Por Thaís Lapa*
Gilmar Mendes jogou mais uma bomba contra as ainda existentes proteções trabalhistas no país. Suspendeu todas os processos trabalhistas sobre a chamada “pejotização”, que tratam do reconhecimento de vínculo empregatício decorrente da contratação por pessoa jurídica.
Está atentando contra a CLT que protege direitos de trabalhadores brasileiros, mas converte uma decisão negativa e prejudicial em algo virtuoso.
Seria a justiça trabalhista nacional, segundo ele e os ministros que o acompanham e deveriam ser guardiões da constituição brasileira, a instituição “equivocada”, que não adere ao que vem decidindo o STF sobre o assunto.

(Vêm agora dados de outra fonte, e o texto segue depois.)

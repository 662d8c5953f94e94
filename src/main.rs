//! Contrail - uptime monitor for a decentralized content network.
//!
//! Periodically runs synthetic round trips against gateways, content
//! routers, pub/sub relays, name services and the application nodes listed
//! in one or more descriptor documents, and serves the resulting health
//! state, history and reliability statistics over HTTP.

mod clients;
mod config;
mod db;
mod history;
mod keys;
mod metrics;
mod probe;
mod registry;
mod reliability;
mod scheduler;
mod state;
mod web;

use clients::{
    ContentStore, DohResolver, HttpFetcher, HttpProviderSource, KuboContentStore, KuboPubsubClient, NameResolver,
    ProviderSource, PubsubClient,
};
use config::{Intervals, MonitorConfig, ServerConfig};
use db::Store;
use history::HistorySnapshotter;
use metrics::{MetricsRegistry, MetricsSink};
use probe::{
    ContentRoundTripProbe, ContentRoutingProbe, DomainSnapshotProbe, ListenTimings, ListenerSupervisor,
    NameProvidersProbe, NameResolutionProbe, NodeUpdateProbe, PubSubRoundTripProbe, RouterRoundTripProbe,
    StaticContentProbe, Target, TargetMeta,
};
use registry::{TargetRegistry, INITIAL_RETRY};
use reliability::ReliabilityAggregator;
use scheduler::{Discipline, Job, Reporter, RetentionManager, Scheduler, Selector};
use state::{Category, StateStore};
use web::{AppState, Server};

use std::collections::{BTreeSet, HashMap};
use std::sync::Arc;
use std::time::Duration;
use tokio::sync::broadcast;
use tracing_subscriber::{layer::SubscriberExt, util::SubscriberInitExt};

const HTTP_TIMEOUT: Duration = Duration::from_secs(60);
const CONNECT_TIMEOUT: Duration = Duration::from_secs(30);
const PERSIST_EVERY: Duration = Duration::from_secs(60);
const SNAPSHOT_EVERY: Duration = Duration::from_secs(60);
const HISTORY_CACHE_EVERY: Duration = Duration::from_secs(5 * 60);

#[tokio::main]
async fn main() -> Result<(), Box<dyn std::error::Error + Send + Sync>> {
    // Initialize logging
    tracing_subscriber::registry()
        .with(tracing_subscriber::fmt::layer())
        .with(tracing_subscriber::EnvFilter::from_default_env().add_directive("contrail=info".parse()?))
        .init();

    // Load configuration
    let cfg = ServerConfig::load();
    let monitor = MonitorConfig::load(&cfg.config_path)?;
    let disabled = monitor.validate()?;
    for category in &disabled {
        tracing::warn!("Nothing configured for {}, not probing it", category);
    }
    tracing::info!("Starting Contrail on port {}...", cfg.http_port);
    tracing::info!("Using database at {}", cfg.db_path);

    // Initialize database and state
    let store = Arc::new(Store::new(&cfg.db_path)?);
    let state = Arc::new(StateStore::load(&store));
    tracing::info!("Database initialized successfully");

    let http = HttpFetcher::new(cfg.proxy_url.as_deref(), HTTP_TIMEOUT)?;
    let streaming = HttpFetcher::streaming(cfg.proxy_url.as_deref(), CONNECT_TIMEOUT)?;

    let metrics = Arc::new(MetricsRegistry::new());
    let sink: Arc<dyn MetricsSink> = metrics.clone();
    let log_tx = scheduler::spawn_outcome_writer(store.clone());
    let reporter = Arc::new(Reporter::new(state.clone(), sink, log_tx));

    let (shutdown_tx, _) = broadcast::channel::<()>(1);
    let mut shutdown_rx = shutdown_tx.subscribe();
    let ctrl_c_tx = shutdown_tx.clone();
    tokio::spawn(async move {
        if tokio::signal::ctrl_c().await.is_ok() {
            tracing::info!("Shutting down...");
            let _ = ctrl_c_tx.send(());
        }
    });

    // Node list must be known before node probes can be scheduled
    let registry = Arc::new(TargetRegistry::new(monitor.descriptor_sources.clone(), http.clone()));
    if !registry.wait_until_loaded(INITIAL_RETRY, &mut shutdown_rx).await {
        return Ok(());
    }
    registry
        .clone()
        .spawn_refresh_loop(Intervals::secs(monitor.intervals.registry_refresh), shutdown_tx.subscribe());

    // Start probe jobs
    let scheduler = Scheduler::new(reporter.clone(), registry.clone());
    for job in build_jobs(&monitor, &disabled, &http, &streaming) {
        scheduler.add_job(job).await;
    }

    let listeners = if monitor.reference_relay_url.is_empty() {
        None
    } else {
        let client: Arc<dyn PubsubClient> = Arc::new(KuboPubsubClient::new(&monitor.reference_relay_url, streaming.clone()));
        let supervisor = Arc::new(ListenerSupervisor::new(
            client,
            reporter.clone(),
            registry.clone(),
            ListenTimings::default(),
        ));
        supervisor.clone().spawn_loop(Intervals::secs(monitor.intervals.listeners));
        Some(supervisor)
    };

    // Housekeeping
    state::spawn_persist_loop(state.clone(), store.clone(), PERSIST_EVERY, shutdown_tx.subscribe());

    let history = Arc::new(HistorySnapshotter::new(store.clone(), state.clone()));
    if let Err(e) = history.refresh_cache() {
        tracing::error!("Failed to load history cache: {}", e);
    }
    history
        .clone()
        .spawn_loops(SNAPSHOT_EVERY, HISTORY_CACHE_EVERY, shutdown_tx.subscribe());

    let retention = RetentionManager::new(store.clone());
    retention.start();

    // Start web server
    let server = Server::new(
        cfg,
        AppState {
            state: state.clone(),
            history,
            reliability: Arc::new(ReliabilityAggregator::new(store.clone())),
            metrics,
        },
    );
    tokio::select! {
        result = server.start() => result?,
        _ = shutdown_rx.recv() => {}
    }

    scheduler.stop().await;
    retention.stop().await;
    if let Some(listeners) = listeners {
        listeners.stop();
    }
    if let Err(e) = store.save_state(&state.document()) {
        tracing::error!("Failed to persist health state on shutdown: {}", e);
    }

    Ok(())
}

/// One job per enabled probe kind.
fn build_jobs(
    monitor: &MonitorConfig,
    disabled: &BTreeSet<Category>,
    http: &HttpFetcher,
    streaming: &HttpFetcher,
) -> Vec<Job> {
    let intervals = &monitor.intervals;
    let warmup = Intervals::secs(intervals.warmup);
    let mut jobs = Vec::new();

    let gateways: Vec<Target> = monitor
        .gateways
        .iter()
        .map(|url| Target::new(Category::Gateway, url.trim_end_matches('/')))
        .collect();
    let routers: Vec<Target> = monitor
        .routers
        .iter()
        .map(|url| Target::new(Category::ContentRouter, url.trim_end_matches('/')))
        .collect();
    let router_sources: Vec<Arc<dyn ProviderSource>> = monitor
        .routers
        .iter()
        .map(|url| Arc::new(HttpProviderSource::new(url, http.clone())) as Arc<dyn ProviderSource>)
        .collect();

    if !disabled.contains(&Category::ApplicationNode) {
        let resolver = monitor
            .name_services
            .first()
            .map(|ns| Arc::new(DohResolver::new(&ns.url, http.clone())) as Arc<dyn NameResolver>);
        jobs.push(Job {
            name: "node-updates".to_string(),
            interval: Intervals::secs(intervals.node_updates),
            warmup: Duration::ZERO,
            discipline: Discipline::Sequential {
                delay: Duration::from_secs(1),
            },
            timeout: Duration::from_secs(5 * 60),
            selector: Selector::Nodes,
            probe: Arc::new(NodeUpdateProbe::new(http.clone(), &monitor.reference_gateway, resolver)),
        });

        let dht_sources: Vec<Arc<dyn ProviderSource>> = monitor
            .delegated_routing_urls
            .iter()
            .map(|url| Arc::new(HttpProviderSource::new(url, http.clone())) as Arc<dyn ProviderSource>)
            .collect();
        if !dht_sources.is_empty() {
            jobs.push(Job {
                name: "dht-providers".to_string(),
                interval: Intervals::secs(intervals.routers),
                warmup,
                discipline: Discipline::FanOut,
                timeout: Duration::from_secs(2 * 60),
                selector: Selector::NodesWithInfo,
                probe: Arc::new(ContentRoutingProbe::dht(dht_sources)),
            });
        }
    }

    if !disabled.contains(&Category::Gateway) {
        let content: Arc<dyn ContentStore> = Arc::new(KuboContentStore::new(&monitor.content_api_url, http.clone()));
        jobs.push(Job {
            name: "gateway-content".to_string(),
            interval: Intervals::secs(intervals.gateways),
            warmup: Duration::ZERO,
            discipline: Discipline::FanOut,
            timeout: Duration::from_secs(6 * 60),
            selector: Selector::Fixed(gateways.clone()),
            probe: Arc::new(ContentRoundTripProbe::new(content, http.clone())),
        });
        jobs.push(Job {
            name: "gateway-snapshots".to_string(),
            interval: Intervals::secs(intervals.gateways),
            warmup,
            discipline: Discipline::FanOut,
            timeout: Duration::from_secs(5 * 60),
            selector: Selector::PerNode(gateways),
            probe: Arc::new(DomainSnapshotProbe::new(http.clone())),
        });
    }

    if !disabled.contains(&Category::ContentRouter) {
        jobs.push(Job {
            name: "router-providers".to_string(),
            interval: Intervals::secs(intervals.routers),
            warmup,
            discipline: Discipline::FanOut,
            timeout: Duration::from_secs(2 * 60),
            selector: Selector::NodesWithInfo,
            probe: Arc::new(ContentRoutingProbe::routers(router_sources.clone())),
        });
        jobs.push(Job {
            name: "router-name-providers".to_string(),
            interval: Intervals::secs(intervals.routers),
            warmup,
            discipline: Discipline::FanOut,
            timeout: Duration::from_secs(2 * 60),
            selector: Selector::PerNode(routers.clone()),
            probe: Arc::new(NameProvidersProbe::new(router_sources)),
        });
        jobs.push(Job {
            name: "router-provide".to_string(),
            interval: Intervals::secs(intervals.routers),
            warmup: Duration::ZERO,
            discipline: Discipline::FanOut,
            timeout: Duration::from_secs(3 * 60),
            selector: Selector::Fixed(routers),
            probe: Arc::new(RouterRoundTripProbe::new(http.clone(), monitor.announce_ip.clone())),
        });
    }

    if !disabled.contains(&Category::Relay) {
        let reference: Arc<dyn PubsubClient> =
            Arc::new(KuboPubsubClient::new(&monitor.reference_relay_url, streaming.clone()));
        let relays: Vec<Arc<dyn PubsubClient>> = monitor
            .relays
            .iter()
            .map(|url| Arc::new(KuboPubsubClient::new(url, streaming.clone())) as Arc<dyn PubsubClient>)
            .collect();
        jobs.push(Job {
            name: "relays".to_string(),
            interval: Intervals::secs(intervals.relays),
            warmup: Duration::ZERO,
            discipline: Discipline::FanOut,
            // both directions may wait out the full pub/sub timeout
            timeout: Duration::from_secs(11 * 60),
            selector: Selector::Fixed(
                monitor
                    .relays
                    .iter()
                    .map(|url| Target::new(Category::Relay, url.trim_end_matches('/')))
                    .collect(),
            ),
            probe: Arc::new(PubSubRoundTripProbe::new(reference, relays)),
        });
    }

    if !disabled.contains(&Category::NameService) {
        let resolvers: HashMap<String, Arc<dyn NameResolver>> = monitor
            .name_services
            .iter()
            .map(|ns| {
                let resolver: Arc<dyn NameResolver> = Arc::new(DohResolver::new(&ns.url, http.clone()));
                (ns.url.clone(), resolver)
            })
            .collect();
        jobs.push(Job {
            name: "name-services".to_string(),
            interval: Intervals::secs(intervals.name_services),
            warmup: Duration::ZERO,
            discipline: Discipline::FanOut,
            timeout: Duration::from_secs(2 * 60),
            selector: Selector::Fixed(
                monitor
                    .name_services
                    .iter()
                    .map(|ns| {
                        Target::new(Category::NameService, ns.url.clone()).with_meta(TargetMeta::NameService {
                            name: ns.name.clone(),
                            record: ns.record.clone(),
                        })
                    })
                    .collect(),
            ),
            probe: Arc::new(NameResolutionProbe::new(resolvers)),
        });
    }

    if !disabled.contains(&Category::StaticPage) {
        jobs.push(Job {
            name: "static-pages".to_string(),
            interval: Intervals::secs(intervals.static_pages),
            warmup: Duration::ZERO,
            discipline: Discipline::FanOut,
            timeout: Duration::from_secs(2 * 60),
            selector: Selector::Fixed(
                monitor
                    .static_pages
                    .iter()
                    .map(|page| {
                        Target::new(Category::StaticPage, page.url.clone()).with_meta(TargetMeta::StaticPage {
                            pattern: page.pattern.clone(),
                        })
                    })
                    .collect(),
            ),
            probe: Arc::new(StaticContentProbe::new(http.clone())),
        });
    }

    jobs
}
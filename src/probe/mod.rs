//! Probe module for network monitoring.
//!
//! Every probe performs one synthetic round trip against one target and
//! reports a [`ProbeOutcome`]. Probes never return errors: any failure is
//! captured in the outcome with `success: false` and a reason.

mod gateway;
mod listen;
mod name;
mod pubsub;
mod routing;
mod snapshot;
mod webpage;

pub use gateway::*;
pub use listen::*;
pub use name::*;
pub use pubsub::*;
pub use routing::*;
pub use snapshot::*;
pub use webpage::*;

use async_trait::async_trait;
use chrono::{DateTime, Utc};
use serde::{Deserialize, Serialize};
use serde_json::{json, Map, Value};
use std::str::FromStr;
use std::time::Duration;
use thiserror::Error;

use crate::clients::ClientError;
use crate::keys::{self, KeyError};
use crate::state::{Category, StateKey, StateStore};

/// Retries after the first attempt for fetches that retry.
pub const FETCH_RETRIES: u32 = 3;

/// Probe error types. Rendered into the outcome reason, never propagated.
#[derive(Error, Debug)]
pub enum ProbeError {
    #[error("probe timed out after {0:?}")]
    Timeout(Duration),
    #[error(transparent)]
    Client(#[from] ClientError),
    #[error(transparent)]
    Key(#[from] KeyError),
    #[error("verification failed: {0}")]
    Mismatch(String),
    #[error("{0}")]
    Missing(String),
    #[error("{0}")]
    Lookup(String),
}

/// Prerequisite data learned about an application node by the update probe.
#[derive(Debug, Clone, PartialEq, Eq)]
pub struct NodeInfo {
    pub address: String,
    /// Base64 ed25519 public key the node signs with
    pub public_key: String,
    /// Identity derived from the public key
    pub identity: String,
    pub pubsub_topic: String,
}

impl NodeInfo {
    /// Look up the node's learned fields; `None` until they are all known.
    pub fn lookup(state: &StateStore, address: &str) -> Option<NodeInfo> {
        let record = state.get(&StateKey::new(Category::ApplicationNode, address))?;
        let public_key = record.get("publicKey")?.as_str()?.to_string();
        let pubsub_topic = record.get("pubsubTopic")?.as_str()?.to_string();
        let identity = keys::public_key_b64_to_address(&public_key).ok()?;
        Some(NodeInfo {
            address: address.to_string(),
            public_key,
            identity,
            pubsub_topic,
        })
    }
}

/// Category-specific target metadata.
#[derive(Debug, Clone, PartialEq, Eq)]
pub enum TargetMeta {
    Endpoint,
    NameService { name: String, record: String },
    StaticPage { pattern: String },
}

/// A monitored endpoint, optionally paired with the application node the
/// probe is about.
#[derive(Debug, Clone, PartialEq, Eq)]
pub struct Target {
    pub category: Category,
    /// URL or node address
    pub id: String,
    pub node: Option<NodeInfo>,
    pub meta: TargetMeta,
}

impl Target {
    pub fn new(category: Category, id: impl Into<String>) -> Self {
        Self {
            category,
            id: id.into(),
            node: None,
            meta: TargetMeta::Endpoint,
        }
    }

    pub fn with_node(mut self, node: NodeInfo) -> Self {
        self.node = Some(node);
        self
    }

    pub fn with_meta(mut self, meta: TargetMeta) -> Self {
        self.meta = meta;
        self
    }

    /// Where outcomes of `kind` against this target are recorded.
    pub fn key(&self, kind: ProbeKind) -> StateKey {
        let key = StateKey::new(self.category, self.id.clone());
        match (kind.spec().nested, &self.node) {
            (Some(field), Some(node)) => key.nested(field, node.address.clone()),
            _ => key,
        }
    }

    pub fn require_node(&self) -> Result<&NodeInfo, ProbeError> {
        self.node
            .as_ref()
            .ok_or_else(|| ProbeError::Missing(format!("no node data for '{}' yet", self.id)))
    }
}

/// Kind of check a probe performs.
#[derive(Debug, Clone, Copy, PartialEq, Eq, Hash, PartialOrd, Ord, Serialize, Deserialize)]
#[serde(rename_all = "camelCase")]
pub enum ProbeKind {
    ContentFetch,
    SnapshotFetch,
    NodeUpdate,
    DhtProviders,
    RouterProviders,
    PubsubPeers,
    NameProviders,
    ProvideRoundTrip,
    RelayRoundTrip,
    ProvokePublish,
    NameResolve,
    PageFetch,
}

/// State field names a probe kind reports into.
#[derive(Debug)]
pub struct KindSpec {
    pub name: &'static str,
    pub category: Category,
    /// Per-node sub-record field, for probes about a node on another target
    pub nested: Option<&'static str>,
    pub count: &'static str,
    pub success: &'static str,
    pub latency: &'static str,
    pub attempts: Option<&'static str>,
    /// Numeric payload fields zero-filled on failure
    pub zero_fields: &'static [&'static str],
    /// Whether runs are kept in the outcome log for reliability stats
    pub logged: bool,
}

macro_rules! kind_spec {
    ($name:literal, $category:ident, $nested:expr, $count:literal, $success:literal, $latency:literal, $attempts:expr, $zero:expr, $logged:literal) => {
        KindSpec {
            name: $name,
            category: Category::$category,
            nested: $nested,
            count: $count,
            success: $success,
            latency: $latency,
            attempts: $attempts,
            zero_fields: $zero,
            logged: $logged,
        }
    };
}

static CONTENT_FETCH: KindSpec = kind_spec!("contentFetch", Gateway, None, "fetchCount", "lastFetchSuccess", "lastFetchTime", Some("lastFetchAttemptCount"), &[], true);
static SNAPSHOT_FETCH: KindSpec = kind_spec!("snapshotFetch", Gateway, Some("nodeSnapshots"), "snapshotFetchCount", "lastSnapshotFetchSuccess", "lastSnapshotFetchTime", Some("lastSnapshotFetchAttemptCount"), &[], true);
static NODE_UPDATE: KindSpec = kind_spec!("nodeUpdate", ApplicationNode, None, "updateFetchCount", "lastUpdateFetchSuccess", "lastUpdateFetchTime", Some("lastUpdateFetchAttemptCount"), &[], true);
static DHT_PROVIDERS: KindSpec = kind_spec!("dhtProviders", ApplicationNode, None, "dhtPeersFetchCount", "lastDhtPeersFetchSuccess", "lastDhtPeersFetchTime", None, &["pubsubDhtPeerCount"], true);
static ROUTER_PROVIDERS: KindSpec = kind_spec!("routerProviders", ApplicationNode, None, "routerPeersFetchCount", "lastRouterPeersFetchSuccess", "lastRouterPeersFetchTime", None, &["pubsubRouterPeerCount"], true);
static PUBSUB_PEERS: KindSpec = kind_spec!("pubsubPeers", ApplicationNode, None, "pubsubPeersFetchCount", "lastPubsubPeersFetchSuccess", "lastPubsubPeersFetchTime", None, &["pubsubPeerCount"], false);
static NAME_PROVIDERS: KindSpec = kind_spec!("nameProviders", ContentRouter, Some("nodeProviders"), "providersFetchCount", "lastProvidersFetchSuccess", "lastProvidersFetchTime", None, &["providerCount"], true);
static PROVIDE_ROUND_TRIP: KindSpec = kind_spec!("provideRoundTrip", ContentRouter, None, "provideCount", "lastProvideSuccess", "lastProvideTime", None, &[], true);
static RELAY_ROUND_TRIP: KindSpec = kind_spec!("relayRoundTrip", Relay, None, "publishCount", "lastPublishSuccess", "lastPublishTime", None, &[], true);
static PROVOKE_PUBLISH: KindSpec = kind_spec!("provokePublish", ApplicationNode, None, "provokeCount", "lastProvokeSuccess", "lastProvokeTime", None, &[], true);
static NAME_RESOLVE: KindSpec = kind_spec!("nameResolve", NameService, None, "resolveCount", "lastResolveSuccess", "lastResolveTime", None, &[], true);
static PAGE_FETCH: KindSpec = kind_spec!("pageFetch", StaticPage, None, "fetchCount", "lastFetchSuccess", "lastFetchTime", None, &[], true);

impl ProbeKind {
    pub const ALL: [ProbeKind; 12] = [
        ProbeKind::ContentFetch,
        ProbeKind::SnapshotFetch,
        ProbeKind::NodeUpdate,
        ProbeKind::DhtProviders,
        ProbeKind::RouterProviders,
        ProbeKind::PubsubPeers,
        ProbeKind::NameProviders,
        ProbeKind::ProvideRoundTrip,
        ProbeKind::RelayRoundTrip,
        ProbeKind::ProvokePublish,
        ProbeKind::NameResolve,
        ProbeKind::PageFetch,
    ];

    pub fn spec(&self) -> &'static KindSpec {
        match self {
            ProbeKind::ContentFetch => &CONTENT_FETCH,
            ProbeKind::SnapshotFetch => &SNAPSHOT_FETCH,
            ProbeKind::NodeUpdate => &NODE_UPDATE,
            ProbeKind::DhtProviders => &DHT_PROVIDERS,
            ProbeKind::RouterProviders => &ROUTER_PROVIDERS,
            ProbeKind::PubsubPeers => &PUBSUB_PEERS,
            ProbeKind::NameProviders => &NAME_PROVIDERS,
            ProbeKind::ProvideRoundTrip => &PROVIDE_ROUND_TRIP,
            ProbeKind::RelayRoundTrip => &RELAY_ROUND_TRIP,
            ProbeKind::ProvokePublish => &PROVOKE_PUBLISH,
            ProbeKind::NameResolve => &NAME_RESOLVE,
            ProbeKind::PageFetch => &PAGE_FETCH,
        }
    }

    pub fn as_str(&self) -> &'static str {
        self.spec().name
    }
}

impl FromStr for ProbeKind {
    type Err = String;

    fn from_str(s: &str) -> Result<Self, Self::Err> {
        ProbeKind::ALL
            .into_iter()
            .find(|k| k.as_str() == s)
            .ok_or_else(|| format!("unknown probe kind '{}'", s))
    }
}

/// Result of one probe invocation.
#[derive(Debug, Clone)]
pub struct ProbeOutcome {
    pub kind: ProbeKind,
    pub target: StateKey,
    pub timestamp: DateTime<Utc>,
    pub success: bool,
    /// Seconds, absent on failure
    pub latency: Option<f64>,
    pub attempts: u32,
    /// Extra observations, merged into state as-is
    pub payload: Map<String, Value>,
    pub reason: Option<String>,
}

impl ProbeOutcome {
    pub fn success(kind: ProbeKind, target: &Target, latency: Duration, attempts: u32) -> Self {
        Self {
            kind,
            target: target.key(kind),
            timestamp: Utc::now(),
            success: true,
            latency: Some(latency.as_secs_f64()),
            attempts,
            payload: Map::new(),
            reason: None,
        }
    }

    pub fn failure(kind: ProbeKind, target: &Target, attempts: u32, reason: impl ToString) -> Self {
        Self {
            kind,
            target: target.key(kind),
            timestamp: Utc::now(),
            success: false,
            latency: None,
            attempts,
            payload: Map::new(),
            reason: Some(reason.to_string()),
        }
    }

    pub fn with(mut self, field: &str, value: impl Into<Value>) -> Self {
        self.payload.insert(field.to_string(), value.into());
        self
    }

    /// State fields this outcome sets. Failures zero-fill numeric fields so
    /// readers never see them missing.
    pub fn fields(&self) -> Map<String, Value> {
        let spec = self.kind.spec();
        let mut fields = self.payload.clone();
        fields.insert(spec.success.to_string(), json!(self.success));
        fields.insert(spec.latency.to_string(), json!(self.latency.unwrap_or(0.0)));
        if let Some(attempts) = spec.attempts {
            fields.insert(attempts.to_string(), json!(self.attempts));
        }
        if !self.success {
            for name in spec.zero_fields {
                fields.entry(name.to_string()).or_insert(json!(0));
            }
        }
        fields
    }
}

/// A single kind of synthetic check.
#[async_trait]
pub trait Probe: Send + Sync {
    fn kind(&self) -> ProbeKind;

    /// Run once against `target`. Must not panic or return early without an
    /// outcome; failures are reported through the outcome.
    async fn run(&self, target: &Target) -> ProbeOutcome;
}

/// Seconds between a unix timestamp and now, if the timestamp is sane.
pub fn seconds_since(timestamp: i64) -> Option<i64> {
    if timestamp <= 0 {
        return None;
    }
    Some(Utc::now().timestamp() - timestamp)
}

#[cfg(test)]
pub(crate) mod fakes;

É aviltante o entendimento que vem subsidiando as decisões anti trabalhistas do STF no último período de que são em favor de trabalhadores empreenderem livremente. Convertem o que a população faz frequentememte como falta de opção como uma escolha, como “liberdade”.
Quem tem plena liberdade nas relações trabalhistas, sobretudo em um Brasil pós Reforma Trabalhista de 2017, são os empregadores – tanto os que reconhecem o vínculo trabalhista e os que não reconhecem. Esta liberdade para explorar aberta ou disfarçadamente, embora ampliada, não os satisfaz. E para garantir estabilidade nos seus padrões de lucratividade, não lhes custa muito fazer lobby junto aos poderes constituídos do país. Assim como não lhes custa, literalmente, participar de jantares e eventos internacionais com membros de integrantes de cortes superiores, para “discutir o Brasil” e defender seus interesses.

A pergunta que fica é: quem não senta à mesa destes jantares e eventos internacionais, os trabalhadores e trabalhadoras brasileiros, tem que espaços e meios para defender seus interesses e direitos? Quase nenhum, salvo a justiça trabalhista e as suas instituições de organização coletiva, que andam enfraquecidas, em partes também pela ação eficaz do lobby empresarial em favor deste enfraquecimento.
Não custa lembrar, e os advogados e juristas especialistas em direito trabalhista o fazem o tempo todo, que a Justiça do Trabalho só existe por haver uma disparidade de poder entre capital e trabalho na sociedade. Se houvesse condições equânimes destes diferentes lados defenderem seus interesses na sociedade, a justiça trabalhista não teria, simplesmente, razão de existir.
Dito isso, o que se encontra frente aos nossos olhos, ao menos os que conseguem ver, é uma piora nas condicões da população trabalhadora brasileira de trabalhar de forma protegida por direitos, mas esta piora vem maquiada e disfarçada de virtude. “Trabalhar sem direitos é bom, é liberdade!”.
Em tempos nos quais “CLT” tem virado termo para se fazer troça entre crianças e jovens que não têm ideia do que dizem, em tempos em que a população compra “preparado sabor café” por não ter como pagar pelo café real ou “preparado sabor leite” no lugar do leite real, pode ser que cheguemos ao ponto de, futuramente, termos juristas de cortes máximas defendendo não o direito a uma alimentaçao de qualidade e acessível, mas o “direito à escolha” de a população brasileira de escolher o café fake, afinal, é sua “liberdade de escolha”.
Thaís Lapa é professora do Departamento de Sociologia e Ciência Política, e Coordenadora do Laboratório de Sociologia do Trabalho.